In addition, the lack of association of the HLA genes and the development of DR might rely on the basis of DR’s pathogenesis. The pathogenesis of DR is multifactorial and still not yet completely understood. One well-established mechanism is the endothelial lesion mediated by hyperglycemia or hypoxia. High glucose levels induce oxidative stress mediated by the reduced effect of NO and activation of macrophages and the productions of inflammatory cytokines [31]. The TNF alfa has its gene located in the same region of HLA and has been implicated in the pathogenesis of DR [32], but genetic studies of its relation with DR predisposition are yet to be proved [33, 34]. Different genes have been studied in search of DR's genetic predisposition, but the only ones that showed relevant results were the polymorphisms of aldose reductase (AKR1B1) and VEGF genes [34]. Recent studies have demonstrated neurodegeneration as an early factor in the pathogenesis of DR, and some other studies have concentrated on the role of epigenetics, especially in mitochondrial DNA [35]. Despite several treatment options for severe DR, some patients do not achieve a satisfactory response to treatment. Therefore, further research is needed to better elucidate novel mechanisms related to this multifactorial disease.

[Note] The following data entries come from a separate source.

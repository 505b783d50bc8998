// Copyright (c) 2025 SOLARE S.R.O.
//
// This file is part of FluxION.
//
// Licensed under the Creative Commons Attribution-NonCommercial-NoDerivatives 4.0 International
// (CC BY-NC-ND 4.0). You may use and share this file for non-commercial purposes only and you may not
// create derivatives. See <https://creativecommons.org/licenses/by-nc-nd/4.0/>.
//
// This software is provided "AS IS", without warranty of any kind.
//
// For commercial licensing, please contact: info@solare.cz

//! BattSize sizing and recommendation engine
//!
//! Two pure, synchronous components composed in sequence:
//!
//! - **Sizing calculator** ([`sizing::calculate`]): daily load, autonomy days,
//!   depth of discharge, efficiency, winter uplift and reserve buffer in,
//!   load target / usable capacity / nameplate capacity out.
//! - **Battery recommender** ([`recommender::recommend`]): sizes every catalog
//!   item against the usable capacity target and returns the closest adequate
//!   matches per tier.
//!
//! The catalog is loaded once ([`Catalog::builtin`] or [`Catalog::load`]) and
//! never mutated afterwards. Input validation for callers at the boundary
//! lives in [`validation`].
//!
//! ```ignore
//! use battsize_core::{Catalog, RecommendationInputs, SizingInputs, sizing};
//!
//! let catalog = Catalog::builtin()?;
//! let sizing = sizing::calculate(&SizingInputs::new(10.0, 1));
//! let result = catalog.recommend(&RecommendationInputs::new(sizing.battery_usable_needed_kwh));
//! ```

pub mod catalog;
pub mod error;
pub mod recommender;
pub mod sizing;
pub mod validation;

pub use catalog::Catalog;
pub use error::{Error, Result};
pub use recommender::{
    COVERAGE_EPSILON, LIMITED_CATALOG_THRESHOLD, MAX_RESULTS_PER_TIER, recommend,
};
pub use sizing::calculate;
pub use validation::{
    ValidationIssue, ValidationResult, ValidationSeverity, validate_recommendation_inputs,
    validate_sizing_inputs,
};

// Re-export the data model so callers only need one crate
pub use battsize_types::*;
// Copyright (c) 2025 SOLARE S.R.O.
//
// This file is part of FluxION.
//
// Licensed under the Creative Commons Attribution-NonCommercial-NoDerivatives 4.0 International
// (CC BY-NC-ND 4.0). You may use and share this file for non-commercial purposes only and you may not
// create derivatives. See <https://creativecommons.org/licenses/by-nc-nd/4.0/>.
//
// This software is provided "AS IS", without warranty of any kind.
//
// For commercial licensing, please contact: info@solare.cz

pub mod catalog;
pub mod recommendation;
pub mod sizing;

// Re-export common types for convenience
pub use catalog::{BatteryCatalogItem, Chemistry, GLOBAL_REGION, PriceRange, RegionAvailability, Tier};
pub use recommendation::{
    CatalogMetadata, ChemistryFilter, RecommendationInputs, RecommendationResult,
    RecommendedBattery, TierFilter,
};
pub use sizing::{
    DEFAULT_DOD, DEFAULT_EFFICIENCY, DEFAULT_RESERVE_BUFFER, SizingBreakdown, SizingInputs,
    SizingResult,
};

Duration of diabetes is a critical factor in the development of DR, as demonstrated in previous data from several studies, including a survey from our group [36]. It is hypothesized that HLA-related influence on DR might be significant only in patients that develop DR in the early course of T1D [12]. In our study, as we matched patients and controls by the duration of diabetes in a 5-years range, therefore, excluding this potential confounder from our analysis, this time-influenced association might be diminished. However, this hypothesis is yet to be proved by further extensive longitudinal data.

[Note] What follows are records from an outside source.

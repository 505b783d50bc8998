// Copyright (c) 2025 SOLARE S.R.O.
//
// This file is part of FluxION.
//
// Licensed under the Creative Commons Attribution-NonCommercial-NoDerivatives 4.0 International
// (CC BY-NC-ND 4.0). You may use and share this file for non-commercial purposes only and you may not
// create derivatives. See <https://creativecommons.org/licenses/by-nc-nd/4.0/>.
//
// This software is provided "AS IS", without warranty of any kind.
//
// For commercial licensing, please contact: info@solare.cz

use anyhow::Result;
use serde::{Deserialize, Serialize};
use std::collections::BTreeMap;
use std::fmt;
use std::str::FromStr;

/// Region code meaning "available everywhere"
pub const GLOBAL_REGION: &str = "GLOBAL";

// ============= Tier =============

/// Coarse product segment used to group recommendations
#[derive(Debug, Clone, Copy, PartialEq, Eq, PartialOrd, Ord, Hash, Serialize, Deserialize)]
#[serde(rename_all = "lowercase")]
pub enum Tier {
    /// Whole-home systems from established brands, installer channel
    Premium,
    /// Mainstream hybrid-inverter batteries
    Mid,
    /// Rack and wall-mount packs for self-install
    Diy,
}

impl Tier {
    /// Get human-readable name for the tier
    pub fn display_name(&self) -> &'static str {
        match self {
            Self::Premium => "Premium",
            Self::Mid => "Mid-range",
            Self::Diy => "DIY",
        }
    }

    /// Get config string value
    pub fn to_config_value(&self) -> &'static str {
        match self {
            Self::Premium => "premium",
            Self::Mid => "mid",
            Self::Diy => "diy",
        }
    }

    /// List all tiers in presentation order
    pub fn all() -> &'static [Tier] {
        &[Self::Premium, Self::Mid, Self::Diy]
    }
}

impl fmt::Display for Tier {
    fn fmt(&self, f: &mut fmt::Formatter<'_>) -> fmt::Result {
        write!(f, "{}", self.display_name())
    }
}

impl FromStr for Tier {
    type Err = anyhow::Error;

    fn from_str(s: &str) -> Result<Self> {
        match s.trim().to_lowercase().as_str() {
            "premium" => Ok(Self::Premium),
            "mid" | "mid-range" | "midrange" | "mid_range" => Ok(Self::Mid),
            "diy" => Ok(Self::Diy),
            _ => Err(anyhow::anyhow!(
                "Unknown tier: '{}'. Supported tiers: {}",
                s,
                Self::all()
                    .iter()
                    .map(|t| t.to_config_value())
                    .collect::<Vec<_>>()
                    .join(", ")
            )),
        }
    }
}

// ============= Chemistry =============

/// Cell chemistry of a battery product
#[derive(Debug, Clone, Copy, PartialEq, Eq, Hash, Serialize, Deserialize)]
pub enum Chemistry {
    /// Lithium iron phosphate
    #[serde(rename = "LFP", alias = "lfp")]
    Lfp,
    /// Lithium nickel manganese cobalt oxide
    #[serde(rename = "NMC", alias = "nmc")]
    Nmc,
    #[serde(rename = "Other", alias = "other")]
    Other,
}

impl Chemistry {
    pub fn to_config_value(&self) -> &'static str {
        match self {
            Self::Lfp => "LFP",
            Self::Nmc => "NMC",
            Self::Other => "Other",
        }
    }

    pub fn all() -> &'static [Chemistry] {
        &[Self::Lfp, Self::Nmc, Self::Other]
    }
}

impl fmt::Display for Chemistry {
    fn fmt(&self, f: &mut fmt::Formatter<'_>) -> fmt::Result {
        write!(f, "{}", self.to_config_value())
    }
}

impl FromStr for Chemistry {
    type Err = anyhow::Error;

    fn from_str(s: &str) -> Result<Self> {
        match s.trim().to_lowercase().as_str() {
            "lfp" | "lifepo4" => Ok(Self::Lfp),
            "nmc" => Ok(Self::Nmc),
            "other" => Ok(Self::Other),
            _ => Err(anyhow::anyhow!(
                "Unknown chemistry: '{}'. Supported chemistries: {}",
                s,
                Self::all()
                    .iter()
                    .map(|c| c.to_config_value())
                    .collect::<Vec<_>>()
                    .join(", ")
            )),
        }
    }
}

// ============= Region availability =============

/// Per-region availability flags plus the `GLOBAL` flag
///
/// Serialized flat, e.g. `{ "GLOBAL": false, "US": true, "AU": true }`.
#[derive(Debug, Clone, Default, PartialEq, Eq, Serialize, Deserialize)]
pub struct RegionAvailability {
    #[serde(rename = "GLOBAL", default)]
    pub global: bool,

    #[serde(flatten)]
    pub regions: BTreeMap<String, bool>,
}

impl RegionAvailability {
    pub fn global() -> Self {
        Self {
            global: true,
            regions: BTreeMap::new(),
        }
    }

    /// Availability limited to the given region codes
    pub fn only<I, S>(codes: I) -> Self
    where
        I: IntoIterator<Item = S>,
        S: Into<String>,
    {
        Self {
            global: false,
            regions: codes.into_iter().map(|c| (c.into(), true)).collect(),
        }
    }

    /// Explicit flag for `code`; absent codes are `false`
    pub fn flag(&self, code: &str) -> bool {
        if code == GLOBAL_REGION {
            return self.global;
        }
        self.regions.get(code).copied().unwrap_or(false)
    }

    /// Whether a product with these flags can be bought in `code`
    pub fn is_available_in(&self, code: &str) -> bool {
        self.global || self.flag(code)
    }

    /// Region codes explicitly flagged as available
    pub fn available_regions(&self) -> impl Iterator<Item = &str> {
        self.regions
            .iter()
            .filter(|(_, available)| **available)
            .map(|(code, _)| code.as_str())
    }
}

// ============= Catalog item =============

/// Indicative per-unit price range
#[derive(Debug, Clone, PartialEq, Serialize, Deserialize)]
pub struct PriceRange {
    pub min: f64,
    pub max: f64,
    pub currency: String,
}

impl PriceRange {
    /// Range for `count` units
    #[must_use]
    pub fn scaled(&self, count: u32) -> Self {
        Self {
            min: self.min * f64::from(count),
            max: self.max * f64::from(count),
            currency: self.currency.clone(),
        }
    }
}

/// One hand-curated battery product
#[derive(Debug, Clone, PartialEq, Serialize, Deserialize)]
pub struct BatteryCatalogItem {
    pub id: String,
    pub brand: String,
    pub model: String,
    pub tier: Tier,
    pub chemistry: Chemistry,

    /// Usable energy per unit (kWh)
    pub usable_kwh_per_unit: f64,

    /// Manufacturer-rated capacity per unit; usable capacity is assumed when absent
    #[serde(default, skip_serializing_if = "Option::is_none")]
    pub nameplate_kwh_per_unit: Option<f64>,

    /// Continuous output power per unit (kW)
    #[serde(default, skip_serializing_if = "Option::is_none")]
    pub continuous_kw_per_unit: Option<f64>,

    #[serde(default, skip_serializing_if = "Option::is_none")]
    pub warranty_years: Option<u32>,

    #[serde(default)]
    pub region_availability: RegionAvailability,

    #[serde(default, skip_serializing_if = "Option::is_none")]
    pub source_url: Option<String>,

    #[serde(default, skip_serializing_if = "Option::is_none")]
    pub source_note: Option<String>,

    #[serde(default, skip_serializing_if = "Option::is_none")]
    pub price_range: Option<PriceRange>,
}

impl BatteryCatalogItem {
    /// Nameplate capacity per unit, falling back to usable capacity
    pub fn effective_nameplate_kwh(&self) -> f64 {
        self.nameplate_kwh_per_unit
            .unwrap_or(self.usable_kwh_per_unit)
    }

    /// "Brand Model" label
    pub fn display_name(&self) -> String {
        format!("{} {}", self.brand, self.model)
    }
}

#[cfg(test)]
mod tests {
    use super::*;

    #[test]
    fn test_tier_from_str() {
        assert_eq!("premium".parse::<Tier>().unwrap(), Tier::Premium);
        assert_eq!("Mid-Range".parse::<Tier>().unwrap(), Tier::Mid);
        assert_eq!(" DIY ".parse::<Tier>().unwrap(), Tier::Diy);

        let err = "budget".parse::<Tier>().unwrap_err().to_string();
        assert!(err.contains("premium, mid, diy"));
    }

    #[test]
    fn test_chemistry_serde_spellings() {
        assert_eq!(serde_json::to_string(&Chemistry::Lfp).unwrap(), r#""LFP""#);
        assert_eq!(serde_json::to_string(&Chemistry::Other).unwrap(), r#""Other""#);
        assert_eq!(
            serde_json::from_str::<Chemistry>(r#""nmc""#).unwrap(),
            Chemistry::Nmc
        );
        assert_eq!("LiFePO4".parse::<Chemistry>().unwrap(), Chemistry::Lfp);
    }

    #[test]
    fn test_region_availability_flat_json() {
        let regions: RegionAvailability =
            serde_json::from_str(r#"{"GLOBAL": false, "US": true, "AU": false}"#).unwrap();
        assert!(!regions.global);
        assert!(regions.flag("US"));
        assert!(!regions.flag("AU"));
        assert!(!regions.flag("IN"));
        assert!(regions.is_available_in("US"));
        assert!(!regions.is_available_in("AU"));
        assert_eq!(regions.available_regions().collect::<Vec<_>>(), vec!["US"]);
    }

    #[test]
    fn test_region_availability_global_flag_wins() {
        let regions = RegionAvailability::global();
        assert!(regions.is_available_in("IN"));
        assert!(regions.flag(GLOBAL_REGION));
        assert!(!regions.flag("IN"));
    }

    #[test]
    fn test_region_availability_in_toml() {
        #[derive(Deserialize)]
        struct Wrapper {
            region_availability: RegionAvailability,
        }

        let parsed: Wrapper =
            toml::from_str("region_availability = { GLOBAL = true, DE = true }").unwrap();
        assert!(parsed.region_availability.global);
        assert!(parsed.region_availability.flag("DE"));
    }

    #[test]
    fn test_effective_nameplate_falls_back_to_usable() {
        let mut item = BatteryCatalogItem {
            id: "test".to_owned(),
            brand: "Acme".to_owned(),
            model: "Cell 5".to_owned(),
            tier: Tier::Diy,
            chemistry: Chemistry::Lfp,
            usable_kwh_per_unit: 5.0,
            nameplate_kwh_per_unit: None,
            continuous_kw_per_unit: None,
            warranty_years: None,
            region_availability: RegionAvailability::default(),
            source_url: None,
            source_note: None,
            price_range: None,
        };
        assert!((item.effective_nameplate_kwh() - 5.0).abs() < f64::EPSILON);

        item.nameplate_kwh_per_unit = Some(5.12);
        assert!((item.effective_nameplate_kwh() - 5.12).abs() < f64::EPSILON);
        assert_eq!(item.display_name(), "Acme Cell 5");
    }

    #[test]
    fn test_price_range_scaled() {
        let price = PriceRange {
            min: 1000.0,
            max: 1500.0,
            currency: "USD".to_owned(),
        };
        let scaled = price.scaled(3);
        assert!((scaled.min - 3000.0).abs() < f64::EPSILON);
        assert!((scaled.max - 4500.0).abs() < f64::EPSILON);
        assert_eq!(scaled.currency, "USD");
    }
}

Our study has strengths and limitations. One particular strength is the population-based ascertainment of diabetes cases in a highly admixed population. Also, we adjusted for the duration of diabetes, one of the most important risk factors for DR, at selection, matching controls by a range of five years. Our study was based only on patients assisted by the public health system in urban areas. Although this could have led to some selection bias, most T1D patients are treated on the public health system or both public and private health care in Brazil. Another limitation is that autoantibodies and C-peptide levels were not measured. This misdiagnosis bias might be mitigated by the fact that 96.5% of the patients included were diagnosed before 30 years of age. Also, the diagnosis of DR was assessed by binocular indirect ophthalmoscopy for all participants. Despite the inherent limitations of this method, a previous study from our group showed a substantial agreement between binocular indirect ophthalmoscopy and digital retinography [37].
In conclusion, our study, performed in a highly admixed population comparing patients with severe DR to T1D without DR matched for diabetes duration, found no association between HLA-Class II genes and severe DR. Further longitudinal data is needed to better understand the role of genetic factors on this multifactorial significant microvascular complication.
Acknowledgements
Not applicable.
Abbreviations
- TID
Type 1 diabetes
- HLA
Human leukocyte antigen
- DCCT
Diabetes control and complication trial
- EDIC
Epidemiology of diabetes interventions and complications
- DR
Diabetic retinopathy
- NAM
Native Amerindian
- EUR
European
- AFR
African
- GFR
Glomerular filtration rate
- NGS
Next generation sequencing
- SD
Standart deviation
- IQR
Inter quartil range
- NO
Nitric oxide
- TNF
Tumor necrosis factor
- VEGF
Vascular endothelial growth factor
Authors' contributions
DCS, LCP, DAS, MBG, MHP, LRMT and LGNM analyzed and interpreted the data. RVO, APV, CS, and LHM performed HLA laboratory analysis. KRGD, AAP, FM, FSLL, FKM, and PHM performed the eye examination. DCS and MBG wrote the manuscript. All authors read and approved the final manuscript.
Funding
FAPERJ—Fundação do Amparo à Pesquisa do Estado do Rio de Janeiro (Grant number: E-26/110.170/2013) and CNPq-Conselho Nacional de Desenvolvimento Científico e Tecnológico do Brasil (Grant number: 563753/2010-2).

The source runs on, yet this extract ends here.